I dati provenienti da uno studio clinico multicentrico, randomizzato, controllato di fase III in pazienti con carcinoma gastrico avanzato supportano l’uso della capecitabina nel trattamento di prima linea del carcinoma gastrico avanzato (ML17032). In questo studio, 160 pazienti sono stati randomizzati al trattamento con capecitabina (1000 mg/m² due volte al giorno per 2 settimane seguiti da 7 giorni di riposo) e cisplatino (80 mg/m² in infusione endovenosa di 2 ore ogni 3 settimane). Un totale di 156 pazienti sono stati randomizzati al trattamento con 5-FU (800 mg/m² al giorno, in infusione continua dal giorno 1 al giorno 5 ogni 3 settimane) e cisplatino (80 mg/m² in infusione endovenosa di 2 ore al giorno 1 ogni 3 settimane). La capecitabina in associazione con cisplatino ha dimostrato la non-inferiorità rispetto a 5-FU in associazione con cisplatino in termini di sopravvivenza libera da progressione nell’analisi per protocollo (hazard ratio 0,81; IC al 95% 0,63-1,04). La mediana della sopravvivenza libera da progressione è stata di 5,6 mesi (capecitabina + cisplatino) rispetto a 5,0 mesi (5-FU + cisplatino).
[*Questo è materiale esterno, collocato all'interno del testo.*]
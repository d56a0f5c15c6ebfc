//! Object store backed by a directory tree.

use std::fs;
use std::path::{Path, PathBuf};

use anyhow::{format_err, Error};

use super::{object_key, KeyIter, ObjectStore, StoreError};

/// Serves objects from `<root>/<bucket>/<key>`.
///
/// This is the deployment target for NFS staging shares and the backend
/// the integration tests run against.
pub struct DirStore {
    root: PathBuf,
}

impl DirStore {
    pub fn new<P: Into<PathBuf>>(root: P) -> Self {
        Self { root: root.into() }
    }

    fn key_path(&self, bucket: &str, key: &str) -> PathBuf {
        self.root.join(bucket).join(key)
    }
}

impl ObjectStore for DirStore {
    fn put_object(&self, bucket: &str, local_path: &Path) -> Result<(), Error> {
        if !local_path.is_file() {
            return Err(StoreError::NotFound(local_path.to_string_lossy().to_string()).into());
        }
        let target = self.key_path(bucket, &object_key(local_path));
        if let Some(parent) = target.parent() {
            fs::create_dir_all(parent).map_err(StoreError::Io)?;
        }
        fs::copy(local_path, &target).map_err(StoreError::Io)?;
        Ok(())
    }

    fn get_object(&self, bucket: &str, key: &str, dest: &Path) -> Result<(), Error> {
        let source = self.key_path(bucket, key);
        if !source.is_file() {
            return Err(StoreError::NotFound(key.to_string()).into());
        }
        fs::copy(&source, dest).map_err(StoreError::Io)?;
        Ok(())
    }

    fn delete_object(&self, bucket: &str, key: &str) -> Result<(), Error> {
        let path = self.key_path(bucket, key);
        if !path.is_file() {
            return Err(StoreError::NotFound(key.to_string()).into());
        }
        fs::remove_file(&path).map_err(StoreError::Io)?;
        Ok(())
    }

    fn list_objects(&self, bucket: &str, prefix: &str) -> Result<KeyIter, Error> {
        let dir = self.key_path(bucket, prefix);
        let prefix = prefix.to_string();
        let entries =
            fs::read_dir(&dir).map_err(|err| format_err!("list {:?} failed: {}", dir, err))?;
        let iter = entries.map(move |entry| -> Result<String, Error> {
            let entry = entry?;
            let name = entry.file_name().to_string_lossy().to_string();
            if entry.file_type()?.is_dir() {
                Ok(format!("{}{}/", prefix, name))
            } else {
                Ok(format!("{}{}", prefix, name))
            }
        });
        Ok(Box::new(iter))
    }
}

#[cfg(test)]
mod tests {
    use std::collections::BTreeSet;

    use super::*;

    fn collect_keys(store: &DirStore, bucket: &str, prefix: &str) -> BTreeSet<String> {
        store
            .list_objects(bucket, prefix)
            .unwrap()
            .map(|key| key.unwrap())
            .collect()
    }

    #[test]
    fn put_get_delete_round_trip() -> Result<(), Error> {
        let scratch = tempfile::tempdir()?;
        let source = scratch.path().join("f1");
        fs::write(&source, b"payload")?;

        let store = DirStore::new(scratch.path().join("store"));
        store.put_object("bucket", &source)?;

        let key = object_key(&source);
        let restored = scratch.path().join("restored");
        store.get_object("bucket", &key, &restored)?;
        assert_eq!(fs::read(&restored)?, b"payload");

        store.delete_object("bucket", &key)?;
        let missing = store.get_object("bucket", &key, &restored);
        assert!(missing.is_err());
        Ok(())
    }

    #[test]
    fn listing_marks_sub_prefixes() -> Result<(), Error> {
        let scratch = tempfile::tempdir()?;
        let store_root = scratch.path().join("store");
        fs::create_dir_all(store_root.join("bucket/data/sub"))?;
        fs::write(store_root.join("bucket/data/k1"), b"1")?;
        fs::write(store_root.join("bucket/data/sub/k2"), b"2")?;

        let store = DirStore::new(&store_root);
        let keys = collect_keys(&store, "bucket", "data/");
        let expected: BTreeSet<String> =
            vec!["data/k1".to_string(), "data/sub/".to_string()].into_iter().collect();
        assert_eq!(keys, expected);
        Ok(())
    }
}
L’hazard ratio per la durata della sopravvivenza (sopravvivenza globale) è stata simile all’hazard ratio per la sopravvivenza libera da progressione (hazard ratio 0,85; IC al 95% 0,64-1,13). La mediana della durata della sopravvivenza è stata di 10,5 mesi (capecitabina + cisplatino) rispetto a 9,3 mesi (5-FU + cisplatino).

I dati che derivano da uno studio clinico multicentrico, randomizzato, di fase III di confronto tra capecitabina e 5-FU e tra oxaliplatino e cisplatino in pazienti con carcinoma gastrico avanzato supportano l’uso della capecitabina nel trattamento di prima linea del carcinoma gastrico avanzato (REAL-2). In questo studio, 1002 pazienti sono stati randomizzati con un disegno 2×2 fattoriale a uno dei seguenti 4 bracci:

– ECF: epirubicina (50 mg/m² in bolo al giorno 1 ogni 3 settimane), cisplatino (60 mg/m² in infusione di 2 ore al giorno 1 ogni 3 settimane) e 5-FU (200 mg/m² somministrato giornalmente in infusione continua mediante catetere centrale).

– ECX: epirubicina (50 mg/m² in bolo al giorno 1 ogni 3 settimane), cisplatino (60 mg/m² in infusione di 2 ore al giorno 1 ogni 3 settimane) e capecitabina (625 mg/m² due volte al giorno continuativamente).

– EOF: epirubicina (50 mg/m² in bolo al giorno 1 ogni 3 settimane), oxaliplatino (130 mg/m² in infusione di 2 ore al giorno 1 ogni 3 settimane) e 5-FU (200 mg/m² somministrato giornalmente in infusione continua mediante catetere centrale).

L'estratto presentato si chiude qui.